County programs receive grant to battle substances

Connect Inc. received $512,000 from the Pennsylvania Department of Drug and Alcohol Programs and Human Services April 1. The money came from the federal Substance Abuse and Mental Health Services Administration grants.

Connect Inc. was one of 16 organizations that received grant money from the pool of $15 million. In a press release from Gov. Tom Wolf’s office, a formula “that equally considered the rate of individuals diagnosed with a substance use disorder and rate of overdose-related deaths in a county” decided which counties received the grants. The selected counties then chose an organization to invest in.

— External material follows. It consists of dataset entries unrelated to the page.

#![forbid(unsafe_code)]

//! Hierarchy builder.
//!
//! Converts a hierarchical source into a [`Tree`]: a single arena of
//! [`TreeNode`]s addressed by [`NodeId`]. Ids are assigned once, in pre-order,
//! starting at 0, and never change. Parent links are plain ids into the same
//! arena, so the tree has exactly one owner and is dropped as a whole.
//!
//! # Example
//!
//! ```
//! use arbor_layout::hierarchy::{SourceRecord, Tree};
//! use arbor_layout::visibility::ExpansionPolicy;
//!
//! let source = SourceRecord::new("a")
//!     .child(SourceRecord::new("b"))
//!     .child(SourceRecord::new("c").child(SourceRecord::new("d")));
//!
//! let tree = Tree::build(&source, &ExpansionPolicy::RootOnly).unwrap();
//! assert_eq!(tree.len(), 4);
//! assert_eq!(tree.label(tree.root()), "a");
//! assert_eq!(tree.visible().count(), 3);
//! ```

use std::collections::HashSet;

use arbor_core::error::{ArborError, HierarchyFault, Result};
use arbor_core::geometry::Point;
use serde::{Deserialize, Serialize};

use crate::visibility::{Expansion, ExpansionPolicy};

// ---------------------------------------------------------------------------
// Source data
// ---------------------------------------------------------------------------

/// External input record: `{ "name": string, "children"?: [ ... ] }`.
///
/// Unknown fields are ignored. A missing or empty `children` list is a leaf.
#[derive(Debug, Clone, PartialEq, Eq, Serialize, Deserialize)]
pub struct SourceRecord {
    pub name: String,
    #[serde(default, skip_serializing_if = "Option::is_none")]
    pub children: Option<Vec<SourceRecord>>,
}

Amy Switalski, director of Greene County’s Housing Services and Family Resources Department, explained that Connect Inc. received Greene County’s grant funds because of established rapport.

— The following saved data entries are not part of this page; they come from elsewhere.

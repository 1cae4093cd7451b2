#![forbid(unsafe_code)]

//! Viewport framing.
//!
//! The drawing surface is always as wide as the container. Its height and
//! view box track the row extent of the visible nodes plus margins, so the
//! frame grows and shrinks with the content while the pan/zoom transform,
//! applied inside it, is left alone.

use arbor_core::animation::Interpolate;
use arbor_core::geometry::{Extent, Margins, Size, ViewBox};

/// Container width and margins, fixed at mount time.
#[derive(Debug, Clone, Copy, PartialEq)]
pub struct Viewport {
    pub width: f64,
    pub margins: Margins,
}

impl Viewport {
    /// Create a viewport.
    #[must_use]
    pub fn new(width: f64, margins: Margins) -> Self {
        Self { width, margins }
    }

    /// Width left for columns once the side margins are taken off.
    #[must_use]
    pub fn available_width(&self) -> f64 {
        self.width - self.margins.horizontal_sum()
    }

    /// Frame enclosing `extent`.
    #[must_use]
    pub fn frame_for(&self, extent: Extent) -> Frame {
        let height = extent.span() + self.margins.vertical_sum();
        Frame {
            height,
            view_box: ViewBox::new(
                -self.margins.left,
                extent.min - self.margins.top,
                self.width,
                height,
            ),
        }
    }

    /// Frame shown before the first layout pass: one row tall.
    #[must_use]
    pub fn initial_frame(&self, row_height: f64) -> Frame {
        Frame {
            height: row_height,
            view_box: ViewBox::new(-self.margins.left, -self.margins.top, self.width, row_height),
        }
    }
}

/// Surface height plus the user-space rectangle mapped onto it.
#[derive(Debug, Clone, Copy, PartialEq)]
pub struct Frame {
    pub height: f64,
    pub view_box: ViewBox,
}

impl Frame {
    /// Surface size for a given width.
    #[must_use]
    pub fn size(&self, width: f64) -> Size {
        Size::new(width, self.height)
    }
}

impl Interpolate for Frame {
    fn interpolate(self, to: Self, t: f64) -> Self {
        Self {
            height: self.height.interpolate(to.height, t),
            view_box: self.view_box.interpolate(to.view_box, t),
        }
    }
}

#[cfg(test)]
mod tests {
    use super::*;

    #[test]
    fn frame_wraps_extent_with_margins() {
        let viewport = Viewport::new(800.0, Margins::default());
        let frame = viewport.frame_for(Extent { min: -40.0, max: 60.0 });
        assert_eq!(frame.height, 120.0);
        assert_eq!(frame.view_box, ViewBox::new(-40.0, -50.0, 800.0, 120.0));
        assert_eq!(frame.size(800.0), Size::new(800.0, 120.0));
    }

    #[test]
    fn initial_frame_is_one_row() {
        let viewport = Viewport::new(640.0, Margins::default());
        let frame = viewport.initial_frame(20.0);
        assert_eq!(frame.view_box, ViewBox::new(-40.0, -10.0, 640.0, 20.0));
        assert_eq!(viewport.available_width(), 590.0);
    }

    #[test]
    fn single_node_frame() {
        let viewport = Viewport::new(300.0, Margins::all(5.0));
        let frame = viewport.frame_for(Extent::point(0.0));
        assert_eq!(frame.height, 10.0);
        assert_eq!(frame.view_box.min_y, -5.0);
    }
}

“Connect Inc. for Greene County is who Greene County Human Services already collaborates with and contracts with for all of our [Department of Housing and Urban Development] services,” Switalski said. “So, they already have the infrastructure here…Plus, on top of that, there are other portions of [Southwestern Pennsylvania Human Services] who Connect is under that have drug and alcohol treatment. So, it’s a perfect fit.”

The grants are from April 1 to September 30, Switalski said.

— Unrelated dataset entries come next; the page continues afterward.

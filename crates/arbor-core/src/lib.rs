#![forbid(unsafe_code)]

//! Core: geometry, interaction events, animation primitives and errors.

pub mod animation;
pub mod error;
pub mod event;
pub mod geometry;
pub mod logging;

pub use error::{ArborError, HierarchyFault, Result};

// Re-export tracing macros at crate root for ergonomic use.
#[cfg(feature = "tracing")]
pub use logging::{
    debug, debug_span, error, error_span, info, info_span, trace, trace_span, warn, warn_span,
};
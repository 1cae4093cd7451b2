#![forbid(unsafe_code)]

//! Hierarchy arena, expand/collapse state and tidy tree layout.
//!
//! A [`Tree`] is built once from a [`HierarchySource`], mutated by the
//! visibility operations in [`visibility`] and positioned by [`TidyLayout`].
//! None of it knows about rendering or animation.

pub mod hierarchy;
pub mod tidy;
pub mod visibility;

pub use hierarchy::{FlatHierarchy, HierarchySource, NodeId, SourceRecord, Tree, TreeNode};
pub use tidy::{LayoutConfig, LayoutSummary, TidyLayout};
pub use visibility::{Expansion, ExpansionPolicy, ToggleOutcome};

“We wrote for a two–year grant, but I guess the money the federals are pushing down to the state is coming in increments,” Switalski said. “They are agreeing to six months at a time.”

According to the press release, one in five homeless people suffer from a “chronic substance use disorder.” Switalski said the problem is compounded because there are no services offered by HUD to provide temporary housing for offenders released from correctional institutions. This raises the likelihood of them returning to substance abuse.  

“These individuals have most likely burned all bridges and can’t go back to where they come from because of reuse, awkward situations and those kinds of things,” Switalski said. “They have nowhere to go, according to HUD. We can potentially help them with a home plan that’s safe. We’ll help support their recovery, while they are waiting for permanent supportive housing with the help of HUD.”

66 out of the 101 homeless people who became involved in Housing Services, from July 1 2018 to April 15, 2019, said they were experiencing drug and alcohol and mental health disorders. Now, with the state grant money, Switalski and Lyndsay Burrik, executive for Connect Inc.’s Community Wellness and Recovery, expect the organization to be able to aid more people than before.

“We expect to serve more individuals in need who weren’t eligible for other housing options, which would offer them stability through recovery,” Burrik said.